▸ Task description
Starting at the line with "Unknown fields are", retype every line through the end of the listing exactly as written, and nothing before it.

▸ Supplied entries
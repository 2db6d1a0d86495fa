//! Wire types exchanged with the LMNOP backend.
//!
//! Field names follow the backend's camelCase JSON. Roles and enrollment
//! statuses travel as upper-case strings.

use std::fmt;
use std::path::Path;
use std::str::FromStr;

use chrono::NaiveDateTime;
use serde::{Deserialize, Serialize};

use crate::error::{LmsError, Result};

// ============================================================================
// Role and Identity
// ============================================================================

/// Role attached to an identity at login time.
#[derive(Debug, Clone, Copy, PartialEq, Eq, Hash, Serialize, Deserialize)]
#[serde(rename_all = "UPPERCASE")]
pub enum Role {
    /// A student.
    User,
    /// An administrator.
    Admin,
}

impl fmt::Display for Role {
    fn fmt(&self, f: &mut fmt::Formatter<'_>) -> fmt::Result {
        match self {
            Self::User => write!(f, "USER"),
            Self::Admin => write!(f, "ADMIN"),
        }
    }
}

/// The authenticated user's profile plus role.
#[derive(Debug, Clone, PartialEq, Eq, Serialize, Deserialize)]
#[serde(rename_all = "camelCase")]
pub struct Identity {
    /// Backend identifier, when the login response carried one.
    #[serde(default, skip_serializing_if = "Option::is_none")]
    pub id: Option<u64>,
    /// Given name.
    pub first_name: String,
    /// Family name.
    pub last_name: String,
    /// Login email.
    pub email: String,
    /// Role chosen by the login portal.
    pub role: Role,
}

impl Identity {
    /// `first last`, for display.
    #[must_use]
    pub fn full_name(&self) -> String {
        format!("{} {}", self.first_name, self.last_name)
    }
}

// ============================================================================
// Accounts
// ============================================================================

/// Login form body.
#[derive(Debug, Clone, Serialize, Deserialize)]
pub struct Credentials {
    /// Login email.
    pub email: String,
    /// Plain-text password.
    pub password: String,
}

impl Credentials {
    /// Creates new credentials.
    #[must_use]
    pub fn new(email: impl Into<String>, password: impl Into<String>) -> Self {
        Self {
            email: email.into(),
            password: password.into(),
        }
    }
}

/// Body of a successful login.
#[derive(Debug, Clone, Serialize, Deserialize)]
#[serde(rename_all = "camelCase")]
pub struct LoginResponse {
    /// Bearer credential for later calls.
    pub token: String,
    /// Backend identifier of the account.
    #[serde(default)]
    pub id: Option<u64>,
    /// Given name.
    #[serde(default)]
    pub first_name: String,
    /// Family name.
    #[serde(default)]
    pub last_name: String,
    /// Login email.
    #[serde(default)]
    pub email: String,
}

impl LoginResponse {
    /// Builds the identity to persist, stamping the role of the portal used.
    #[must_use]
    pub fn identity(&self, role: Role) -> Identity {
        Identity {
            id: self.id,
            first_name: self.first_name.clone(),
            last_name: self.last_name.clone(),
            email: self.email.clone(),
            role,
        }
    }
}

/// A customer or admin account.
#[derive(Debug, Clone, Default, PartialEq, Eq, Serialize, Deserialize)]
#[serde(rename_all = "camelCase")]
pub struct Account {
    /// Backend identifier; absent on registration.
    #[serde(default, skip_serializing_if = "Option::is_none")]
    pub id: Option<u64>,
    /// Given name.
    #[serde(default)]
    pub first_name: String,
    /// Family name.
    #[serde(default)]
    pub last_name: String,
    /// Login email.
    #[serde(default)]
    pub email: String,
    /// Password; only sent when set.
    #[serde(default, skip_serializing_if = "Option::is_none")]
    pub password: Option<String>,
}

// ============================================================================
// Courses
// ============================================================================

/// A course as listed by the backend.
#[derive(Debug, Clone, PartialEq, Eq, Serialize, Deserialize)]
#[serde(rename_all = "camelCase")]
pub struct Course {
    /// Backend identifier.
    pub id: u64,
    /// Course title; enrollment requests refer to courses by this.
    pub title: String,
    /// Free-text description.
    #[serde(default)]
    pub description: String,
    /// Encoded image payload, if one was uploaded.
    #[serde(default, skip_serializing_if = "Option::is_none")]
    pub image: Option<String>,
}

impl Course {
    /// Returns `true` if the backend holds an image for this course.
    #[must_use]
    pub fn has_image(&self) -> bool {
        self.image.as_deref().is_some_and(|image| !image.is_empty())
    }
}

/// Image formats the backend accepts for course pictures.
#[derive(Debug, Clone, Copy, PartialEq, Eq, Serialize, Deserialize)]
#[serde(rename_all = "lowercase")]
pub enum ImageFormat {
    /// PNG image format.
    Png,
    /// JPEG image format.
    Jpeg,
}

impl ImageFormat {
    /// Detects the format from a file extension, case-insensitively.
    #[must_use]
    pub fn from_extension(ext: &str) -> Option<Self> {
        match ext.to_lowercase().as_str() {
            "png" => Some(Self::Png),
            "jpg" | "jpeg" => Some(Self::Jpeg),
            _ => None,
        }
    }

    /// Detects the format from a path's extension.
    #[must_use]
    pub fn from_path(path: &Path) -> Option<Self> {
        path.extension()
            .and_then(|ext| ext.to_str())
            .and_then(Self::from_extension)
    }

    /// MIME type sent with the multipart file part.
    #[must_use]
    pub const fn mime(self) -> &'static str {
        match self {
            Self::Png => "image/png",
            Self::Jpeg => "image/jpeg",
        }
    }
}

/// An image file ready to be sent as a multipart part.
#[derive(Debug, Clone, PartialEq, Eq)]
pub struct ImageUpload {
    /// File name reported to the backend.
    pub file_name: String,
    /// Detected format.
    pub format: ImageFormat,
    /// Raw file contents.
    pub bytes: Vec<u8>,
}

impl ImageUpload {
    /// Wraps in-memory image bytes.
    #[must_use]
    pub fn new(file_name: impl Into<String>, format: ImageFormat, bytes: Vec<u8>) -> Self {
        Self {
            file_name: file_name.into(),
            format,
            bytes,
        }
    }

    /// Reads an image from disk.
    ///
    /// # Errors
    ///
    /// Returns `LmsError::InvalidUpload` if the extension is not JPEG/PNG or
    /// the file cannot be read.
    pub fn from_path(path: impl AsRef<Path>) -> Result<Self> {
        let path = path.as_ref();
        let format = ImageFormat::from_path(path).ok_or_else(|| {
            LmsError::invalid_upload(path, "only JPEG and PNG files are supported")
        })?;
        let bytes = std::fs::read(path)
            .map_err(|e| LmsError::invalid_upload(path, format!("cannot read file: {e}")))?;
        let file_name = path
            .file_name()
            .and_then(|name| name.to_str())
            .map_or_else(|| "image".to_string(), ToString::to_string);
        Ok(Self {
            file_name,
            format,
            bytes,
        })
    }
}

/// Multipart payload for course create and update.
#[derive(Debug, Clone, PartialEq, Eq)]
pub struct CourseForm {
    /// Course being updated; `None` on create.
    pub id: Option<u64>,
    /// Course title.
    pub title: String,
    /// Course description.
    pub description: String,
    /// New image; on update `None` keeps the current one.
    pub image: Option<ImageUpload>,
}

impl CourseForm {
    /// Form for a new course.
    #[must_use]
    pub fn create(title: impl Into<String>, description: impl Into<String>) -> Self {
        Self {
            id: None,
            title: title.into(),
            description: description.into(),
            image: None,
        }
    }

    /// Form updating an existing course.
    #[must_use]
    pub fn update(id: u64, title: impl Into<String>, description: impl Into<String>) -> Self {
        Self {
            id: Some(id),
            ..Self::create(title, description)
        }
    }

    /// Attaches an image.
    #[must_use]
    pub fn with_image(mut self, image: ImageUpload) -> Self {
        self.image = Some(image);
        self
    }
}

// ============================================================================
// Enrollments
// ============================================================================

/// Status of an enrollment request.
#[derive(Debug, Clone, Copy, PartialEq, Eq, Hash, Serialize, Deserialize)]
#[serde(rename_all = "UPPERCASE")]
pub enum EnrollmentStatus {
    /// Awaiting an admin decision.
    Pending,
    /// Accepted by an admin.
    Approved,
    /// Refused by an admin.
    Rejected,
}

impl EnrollmentStatus {
    /// Upper-case wire form.
    #[must_use]
    pub const fn as_str(self) -> &'static str {
        match self {
            Self::Pending => "PENDING",
            Self::Approved => "APPROVED",
            Self::Rejected => "REJECTED",
        }
    }
}

impl fmt::Display for EnrollmentStatus {
    fn fmt(&self, f: &mut fmt::Formatter<'_>) -> fmt::Result {
        f.write_str(self.as_str())
    }
}

impl FromStr for EnrollmentStatus {
    type Err = String;

    fn from_str(s: &str) -> std::result::Result<Self, Self::Err> {
        match s.to_uppercase().as_str() {
            "PENDING" => Ok(Self::Pending),
            "APPROVED" => Ok(Self::Approved),
            "REJECTED" => Ok(Self::Rejected),
            _ => Err(format!(
                "invalid enrollment status '{s}': expected one of 'PENDING', 'APPROVED', 'REJECTED'"
            )),
        }
    }
}

/// An enrollment as reported by the backend.
#[derive(Debug, Clone, PartialEq, Eq, Serialize, Deserialize)]
#[serde(rename_all = "camelCase")]
pub struct Enrollment {
    /// Backend identifier.
    pub id: u64,
    /// Title of the course applied for.
    pub course_title: String,
    /// Student's given name.
    pub student_first_name: String,
    /// Student's family name.
    pub student_last_name: String,
    /// Current status.
    pub status: EnrollmentStatus,
    /// When the request was made.
    #[serde(default, with = "enrollment_date")]
    pub enrollment_date: Option<NaiveDateTime>,
}

impl Enrollment {
    /// `first last` of the student.
    #[must_use]
    pub fn student_name(&self) -> String {
        format!("{} {}", self.student_first_name, self.student_last_name)
    }

    /// Returns `true` while an admin may still approve or reject.
    #[must_use]
    pub fn is_pending(&self) -> bool {
        self.status == EnrollmentStatus::Pending
    }
}

/// Enrollment creation body: course and student are matched by name.
#[derive(Debug, Clone, PartialEq, Eq, Serialize, Deserialize)]
#[serde(rename_all = "camelCase")]
pub struct EnrollmentRequest {
    /// Course title.
    pub course_name: String,
    /// Student's given name.
    pub first_name: String,
    /// Student's family name.
    pub last_name: String,
}

/// Body of `PUT /api/enrollments/:id/status`.
#[derive(Debug, Clone, Copy, PartialEq, Eq, Serialize, Deserialize)]
pub struct StatusUpdate {
    /// Target status.
    pub status: EnrollmentStatus,
}

/// The backend's date format varies; accept RFC 3339, zone-less timestamps
/// and bare dates. Any other shape reads as no date, so one odd row does not
/// sink a whole listing.
mod enrollment_date {
    use chrono::{DateTime, NaiveDate, NaiveDateTime};
    use serde::{Deserialize, Deserializer, Serializer};
    use tracing::warn;

    const NAIVE_FORMATS: [&str; 2] = ["%Y-%m-%dT%H:%M:%S%.f", "%Y-%m-%d %H:%M:%S%.f"];

    pub fn parse(raw: &str) -> Option<NaiveDateTime> {
        if let Ok(dt) = DateTime::parse_from_rfc3339(raw) {
            return Some(dt.naive_utc());
        }
        for format in NAIVE_FORMATS {
            if let Ok(dt) = NaiveDateTime::parse_from_str(raw, format) {
                return Some(dt);
            }
        }
        NaiveDate::parse_from_str(raw, "%Y-%m-%d")
            .ok()
            .and_then(|date| date.and_hms_opt(0, 0, 0))
    }

    pub fn serialize<S>(value: &Option<NaiveDateTime>, serializer: S) -> Result<S::Ok, S::Error>
    where
        S: Serializer,
    {
        match value {
            Some(dt) => serializer.serialize_str(&dt.format("%Y-%m-%dT%H:%M:%S").to_string()),
            None => serializer.serialize_none(),
        }
    }

    pub fn deserialize<'de, D>(deserializer: D) -> Result<Option<NaiveDateTime>, D::Error>
    where
        D: Deserializer<'de>,
    {
        let raw = serde_json::Value::deserialize(deserializer)?;
        let parsed = match &raw {
            serde_json::Value::Null => return Ok(None),
            serde_json::Value::String(text) => parse(text),
            _ => None,
        };
        if parsed.is_none() {
            warn!(date = %raw, "Unrecognized enrollment date, leaving it unset");
        }
        Ok(parsed)
    }
}

// ============================================================================
// Quizzes and Support
// ============================================================================

/// A quiz stored by the backend.
///
/// Fields this client does not model are kept in `extra` and sent back
/// unchanged on update.
#[derive(Debug, Clone, Default, PartialEq, Serialize, Deserialize)]
pub struct Quiz {
    /// Backend identifier.
    #[serde(default, skip_serializing_if = "Option::is_none")]
    pub id: Option<u64>,
    /// Quiz title.
    #[serde(default, skip_serializing_if = "Option::is_none")]
    pub title: Option<String>,
    /// Questions, in the backend's own shape.
    #[serde(default)]
    pub questions: Vec<serde_json::Value>,
    /// Unmodelled fields.
    #[serde(flatten)]
    pub extra: serde_json::Map<String, serde_json::Value>,
}

/// A support message.
///
/// Unknown fields are preserved like [`Quiz::extra`].
#[derive(Debug, Clone, Default, PartialEq, Serialize, Deserialize)]
pub struct SupportMessage {
    /// Backend identifier.
    #[serde(default, skip_serializing_if = "Option::is_none")]
    pub id: Option<u64>,
    /// Sender's name.
    #[serde(default, skip_serializing_if = "Option::is_none")]
    pub name: Option<String>,
    /// Sender's email.
    #[serde(default, skip_serializing_if = "Option::is_none")]
    pub email: Option<String>,
    /// Message text.
    #[serde(default, skip_serializing_if = "Option::is_none")]
    pub message: Option<String>,
    /// Unmodelled fields.
    #[serde(flatten)]
    pub extra: serde_json::Map<String, serde_json::Value>,
}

▸ Solution
/// Unknown fields are preserved like [`Quiz::extra`].
#[derive(Debug, Clone, Default, PartialEq, Serialize, Deserialize)]
pub struct SupportMessage {
    /// Backend identifier.
    #[serde(default, skip_serializing_if = "Option::is_none")]
    pub id: Option<u64>,
    /// Sender's name.
    #[serde(default, skip_serializing_if = "Option::is_none")]
    pub name: Option<String>,
    /// Sender's email.
    #[serde(default, skip_serializing_if = "Option::is_none")]
    pub email: Option<String>,
    /// Message text.
    #[serde(default, skip_serializing_if = "Option::is_none")]
    pub message: Option<String>,
    /// Unmodelled fields.
    #[serde(flatten)]
    pub extra: serde_json::Map<String, serde_json::Value>,
}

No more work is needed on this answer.